Jeroen J. Jansen, Ewa Szymańska, Huub C. J. Hoefsloot, Doris M. Jacobs, Katrin Strassburg, Age K. Smilde

Abstract

Not only the levels of individual metabolites, but also the relations between the levels of different metabolites may indicate (experimentally induced) changes in a biological system. Component analysis methods in current 'standard' use for metabolomics, such as Principal Component Analysis (PCA), do not focus on changes in these relations. We therefore propose the concept of 'Between Metabolite Relationships' (BMRs): common changes in the covariance (or correlation) between all metabolites in an organism. Such structural changes may indicate metabolic change brought about by experimental manipulation but which are lost with standard data analysis methods. These BMRs can be analysed by the INdividual Differences SCALing (INDSCAL) method. First the BMR quantification is described and subsequently the INDSCAL method. Finally, two studies illustrate the power and the applicability of BMRs in metabolomics. The first study is about the induced plant response of cabbage to herbivory, of which BMRs are a considerable part. In the second study-a human nutritional intervention study of green tea extract-standard data analysis tools did not reveal any metabolic change, although the BMRs were considerably affected.
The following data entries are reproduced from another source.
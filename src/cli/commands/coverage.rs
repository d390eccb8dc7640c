use std::collections::BTreeMap;
use std::path::PathBuf;

use tabled::{Table, Tabled};

use crate::backend::{BackendRoutes, JobBackend};
use crate::batch::load_items;
use crate::cli::error::{CliError, CliResult};
use crate::cli::utils::{apply_table_style, truncate_with_ellipsis};
use crate::coverage::{
    CategoryCoverage, CoverageReport, ProfileRegistry, analyze, counts_by_category,
    fetch_observed_counts,
};

/// Where observed per-domain counts come from.
#[derive(Debug, Clone, PartialEq)]
pub enum CountSource {
    /// Saved batch files, tallied by domain.
    Files(Vec<PathBuf>),
    /// `Domain=N` pairs from the command line.
    Pairs(Vec<String>),
    /// The backend's domain statistics for a certification.
    Backend { certification: String },
}

#[derive(Tabled)]
pub(crate) struct CoverageDisplay {
    #[tabled(rename = "Domain")]
    pub(crate) domain: String,
    #[tabled(rename = "Weight")]
    pub(crate) weight: String,
    #[tabled(rename = "Target")]
    pub(crate) target: u64,
    #[tabled(rename = "Have")]
    pub(crate) observed: u64,
    #[tabled(rename = "Coverage")]
    pub(crate) percentage: String,
    #[tabled(rename = "Status")]
    pub(crate) status: String,
}

impl From<&CategoryCoverage> for CoverageDisplay {
    fn from(c: &CategoryCoverage) -> Self {
        Self {
            domain: truncate_with_ellipsis(&c.category, 45),
            weight: format!("{}%", c.weight),
            target: c.target,
            observed: c.observed,
            percentage: format!("{:.1}%", c.percentage),
            status: c.status.to_string(),
        }
    }
}

#[derive(Tabled)]
pub(crate) struct ProfileDisplay {
    #[tabled(rename = "Profile")]
    pub(crate) name: String,
    #[tabled(rename = "Description")]
    pub(crate) description: String,
    #[tabled(rename = "Domains")]
    pub(crate) domains: usize,
}

/// Resolve observed counts from `source`.
///
/// The backend is only contacted for [`CountSource::Backend`].
pub async fn observed_counts<B: JobBackend>(
    source: &CountSource,
    backend: impl FnOnce() -> CliResult<B>,
    routes: &BackendRoutes,
) -> CliResult<BTreeMap<String, i64>> {
    match source {
        CountSource::Files(paths) => counts_from_files(paths),
        CountSource::Pairs(pairs) => parse_count_pairs(pairs),
        CountSource::Backend { certification } => {
            let backend = backend()?;
            Ok(fetch_observed_counts(&backend, routes, certification).await?)
        }
    }
}

/// Tally the questions in saved batch files by domain.
pub fn counts_from_files(paths: &[PathBuf]) -> CliResult<BTreeMap<String, i64>> {
    let mut items = Vec::new();
    for path in paths {
        items.extend(load_items(path)?);
    }
    Ok(counts_by_category(&items))
}

/// Parse `Domain=N` pairs.
pub fn parse_count_pairs(pairs: &[String]) -> CliResult<BTreeMap<String, i64>> {
    let mut counts = BTreeMap::new();
    for pair in pairs {
        let (domain, count) = pair.rsplit_once('=').ok_or_else(|| CliError::InvalidInput {
            message: format!("expected DOMAIN=COUNT, got '{pair}'"),
        })?;
        let count: i64 = count.trim().parse().map_err(|_| CliError::InvalidInput {
            message: format!("count for '{}' is not an integer", domain.trim()),
        })?;
        if counts.insert(domain.trim().to_string(), count).is_some() {
            return Err(CliError::InvalidInput {
                message: format!("domain '{}' given more than once", domain.trim()),
            });
        }
    }
    Ok(counts)
}

/// Analyze `observed` against a named profile.
pub fn coverage(
    registry: &ProfileRegistry,
    profile: &str,
    total: u64,
    observed: &BTreeMap<String, i64>,
    format: &str,
) -> CliResult<String> {
    let profile = registry.get(profile)?;
    let report = analyze(profile, total, observed)?;

    match format {
        "json" => Ok(serde_json::to_string_pretty(&report)?),
        _ => Ok(format_report(&report)),
    }
}

/// List the known coverage profiles.
pub fn list_profiles(registry: &ProfileRegistry, format: &str) -> CliResult<String> {
    let profiles: Vec<_> = registry.iter().collect();

    match format {
        "json" => Ok(serde_json::to_string_pretty(&profiles)?),
        _ => {
            if profiles.is_empty() {
                return Ok("No coverage profiles found.".to_string());
            }
            let rows: Vec<ProfileDisplay> = profiles
                .iter()
                .map(|p| ProfileDisplay {
                    name: p.name.clone(),
                    description: truncate_with_ellipsis(&p.description, 50),
                    domains: p.targets.len(),
                })
                .collect();
            let mut table = Table::new(rows);
            apply_table_style(&mut table);
            Ok(table.to_string())
        }
    }
}

pub(crate) fn format_report(report: &CoverageReport) -> String {
    let mut out = format!(
        "Coverage for {}: {} of {} questions ({}%)\n",
        report.profile, report.total_observed, report.total_target, report.overall_percentage
    );

    let rows: Vec<CoverageDisplay> = report.categories.iter().map(|c| c.into()).collect();
    let mut table = Table::new(rows);
    apply_table_style(&mut table);
    out.push_str(&table.to_string());

    if !report.under.is_empty() {
        out.push_str("\n\nUnder target:");
        for gap in &report.under {
            out.push_str(&format!("\n  - {}: {} more needed", gap.category, gap.count));
        }
    }
    if !report.over.is_empty() {
        out.push_str("\n\nOver target:");
        for gap in &report.over {
            out.push_str(&format!("\n  - {}: {} surplus", gap.category, gap.count));
        }
    }
    if !report.unmatched.is_empty() {
        out.push_str("\n\nNot in profile:");
        for u in &report.unmatched {
            out.push_str(&format!("\n  - {}: {}", u.category, u.observed));
        }
    }
    out
}
//! Classification of backend replies.
//!
//! The backend's status API is unreliable: it can answer 404/500 for jobs
//! that are alive, omit the status field, or tuck the status under a nested
//! object. Every reply is folded into a small set of signals here so the
//! polling loop never inspects raw bodies.

use serde_json::Value;
use tracing::warn;

use super::models::{GeneratedItem, JobStatus};

/// How a failure-terminal job ended.
#[derive(Debug, Clone, Copy, PartialEq, Eq)]
pub enum FailureKind {
    Expired,
    Cancelled,
    Failed,
}

/// Terminal outcome reported by the status endpoint.
#[derive(Debug, Clone, PartialEq, Eq)]
pub enum Terminal {
    Succeeded,
    Failed {
        kind: FailureKind,
        status: JobStatus,
        detail: Option<String>,
    },
}

/// Classified reply from the status endpoint.
#[derive(Debug, Clone, PartialEq, Eq)]
pub enum BackendSignal {
    Terminal(Terminal),
    NonTerminal(JobStatus),
    /// The status endpoint gave no usable answer; says nothing about the job.
    Unreachable(String),
}

/// Classify a status-endpoint reply.
///
/// Non-2xx replies and bodies without a recognizable status are
/// `Unreachable`: the status endpoint is known to fail for live jobs.
pub fn classify_backend_signal(http_status: u16, body: &Value) -> BackendSignal {
    if !(200..300).contains(&http_status) {
        let reason = match error_message(body).or_else(|| text_body(body)) {
            Some(message) => format!("status endpoint returned HTTP {http_status}: {message}"),
            None => format!("status endpoint returned HTTP {http_status}"),
        };
        return BackendSignal::Unreachable(reason);
    }

    let Some(raw) = status_field(body) else {
        return BackendSignal::Unreachable("status response carried no status".to_string());
    };

    match JobStatus::parse(raw) {
        Some(status) if status.is_success() => BackendSignal::Terminal(Terminal::Succeeded),
        Some(status) if status.is_failure() => BackendSignal::Terminal(Terminal::Failed {
            kind: match status {
                JobStatus::Expired => FailureKind::Expired,
                JobStatus::Cancelled => FailureKind::Cancelled,
                _ => FailureKind::Failed,
            },
            status,
            detail: error_message(body),
        }),
        Some(status) => BackendSignal::NonTerminal(status),
        None => BackendSignal::Unreachable(format!("unrecognized job status '{raw}'")),
    }
}

/// Classified reply from a results endpoint.
#[derive(Debug, Clone, PartialEq, Eq)]
pub enum ResultsSignal {
    Items(Vec<GeneratedItem>),
    Failed {
        /// The body itself carried an error (`success: false` or `error`),
        /// as opposed to a bare HTTP failure.
        explicit: bool,
        /// The message reads as "job gone" rather than "job broke".
        expired: bool,
        status: String,
        detail: String,
    },
    Malformed(String),
}

/// Classify a results-endpoint reply.
pub fn classify_results(http_status: u16, body: &Value) -> ResultsSignal {
    let explicit = has_error_signal(body);
    let success = (200..300).contains(&http_status);

    if explicit || !success {
        let detail = error_message(body)
            .or_else(|| text_body(body))
            .unwrap_or_else(|| format!("HTTP {http_status}"));
        let empty_status = body
            .get("status")
            .is_some_and(|s| s.is_null() || s.as_str().is_some_and(|s| s.trim().is_empty()));
        return ResultsSignal::Failed {
            explicit,
            expired: empty_status || is_expired_message(&detail),
            status: status_field(body)
                .map(str::to_string)
                .unwrap_or_else(|| {
                    if success {
                        "error".to_string()
                    } else {
                        format!("http_{http_status}")
                    }
                }),
            detail,
        };
    }

    match items_field(body) {
        Some(items) => ResultsSignal::Items(parse_items(items)),
        None => ResultsSignal::Malformed("response carried no question list".to_string()),
    }
}

/// Message fragments that mean the job no longer exists at the backend.
const EXPIRED_MARKERS: [&str; 9] = [
    "expired",
    "does not exist",
    "doesn't exist",
    "is invalid",
    "invalid batch",
    "invalid job",
    "empty status",
    "no status",
    "status is empty",
];

/// True when an error message describes an expired or unknown job.
pub fn is_expired_message(message: &str) -> bool {
    let lower = message.to_lowercase();
    EXPIRED_MARKERS.iter().any(|marker| lower.contains(marker))
}

/// `success: false` or a non-empty `error` field.
pub(crate) fn has_error_signal(body: &Value) -> bool {
    body.get("success").and_then(Value::as_bool) == Some(false) || error_field(body).is_some()
}

/// Best human-readable error text in a body.
pub(crate) fn error_message(body: &Value) -> Option<String> {
    error_field(body).or_else(|| {
        if body.get("success").and_then(Value::as_bool) == Some(false) {
            non_empty_str(body.get("message"))
        } else {
            None
        }
    })
}

fn error_field(body: &Value) -> Option<String> {
    match body.get("error")? {
        Value::String(s) => non_empty(s),
        Value::Object(obj) => {
            non_empty_str(obj.get("message")).or_else(|| non_empty_str(obj.get("type")))
        }
        Value::Null | Value::Bool(false) => None,
        other => Some(other.to_string()),
    }
}

/// Status string, looked up at the top level or under `batch`/`data`.
pub(crate) fn status_field(body: &Value) -> Option<&str> {
    ["status", "processing_status", "processingStatus"]
        .iter()
        .find_map(|key| body.get(*key).and_then(Value::as_str))
        .or_else(|| {
            ["batch", "data"]
                .iter()
                .find_map(|key| body.get(*key).and_then(status_field))
        })
        .map(str::trim)
        .filter(|s| !s.is_empty())
}

/// Question list under any of the keys the backend has used.
pub(crate) fn items_field(body: &Value) -> Option<&Value> {
    ["questions", "items", "results"]
        .iter()
        .find_map(|key| body.get(*key).filter(|v| v.is_array()))
        .or_else(|| body.get("data").and_then(items_field))
}

/// Job id under any of the keys the backend has used.
pub(crate) fn job_id_field(body: &Value) -> Option<String> {
    ["batchId", "batch_id", "jobId", "job_id", "id"]
        .iter()
        .find_map(|key| match body.get(*key)? {
            Value::String(s) => non_empty(s),
            Value::Number(n) => Some(n.to_string()),
            _ => None,
        })
        .or_else(|| {
            ["batch", "data"]
                .iter()
                .find_map(|key| body.get(*key).and_then(job_id_field))
        })
}

/// Decode a question array, dropping entries that are not usable questions.
pub(crate) fn parse_items(value: &Value) -> Vec<GeneratedItem> {
    let Some(entries) = value.as_array() else {
        return Vec::new();
    };

    entries
        .iter()
        .enumerate()
        .filter_map(|(index, entry)| {
            match serde_json::from_value::<GeneratedItem>(entry.clone()) {
                Ok(item) => match item.validate() {
                    Ok(()) => Some(item),
                    Err(reason) => {
                        warn!(index, %reason, "dropping invalid question from backend");
                        None
                    }
                },
                Err(e) => {
                    warn!(index, error = %e, "dropping undecodable question from backend");
                    None
                }
            }
        })
        .collect()
}

fn text_body(body: &Value) -> Option<String> {
    body.as_str().and_then(non_empty)
}

fn non_empty_str(value: Option<&Value>) -> Option<String> {
    value.and_then(Value::as_str).and_then(non_empty)
}

fn non_empty(s: &str) -> Option<String> {
    let trimmed = s.trim();
    (!trimmed.is_empty()).then(|| trimmed.to_string())
}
The presented results show that BMRs can be easily implemented in a wide variety of metabolomic studies. They provide a new source of information to describe biological systems in a way that fits flawlessly into the next generation of systems biology questions, dealing with personalized responses. ELECTRONIC SUPPLEMENTARY MATERIAL: The online version of this article (doi:10.1007/s11306-011-0316-1) contains supplementary material, which is available to authorized users.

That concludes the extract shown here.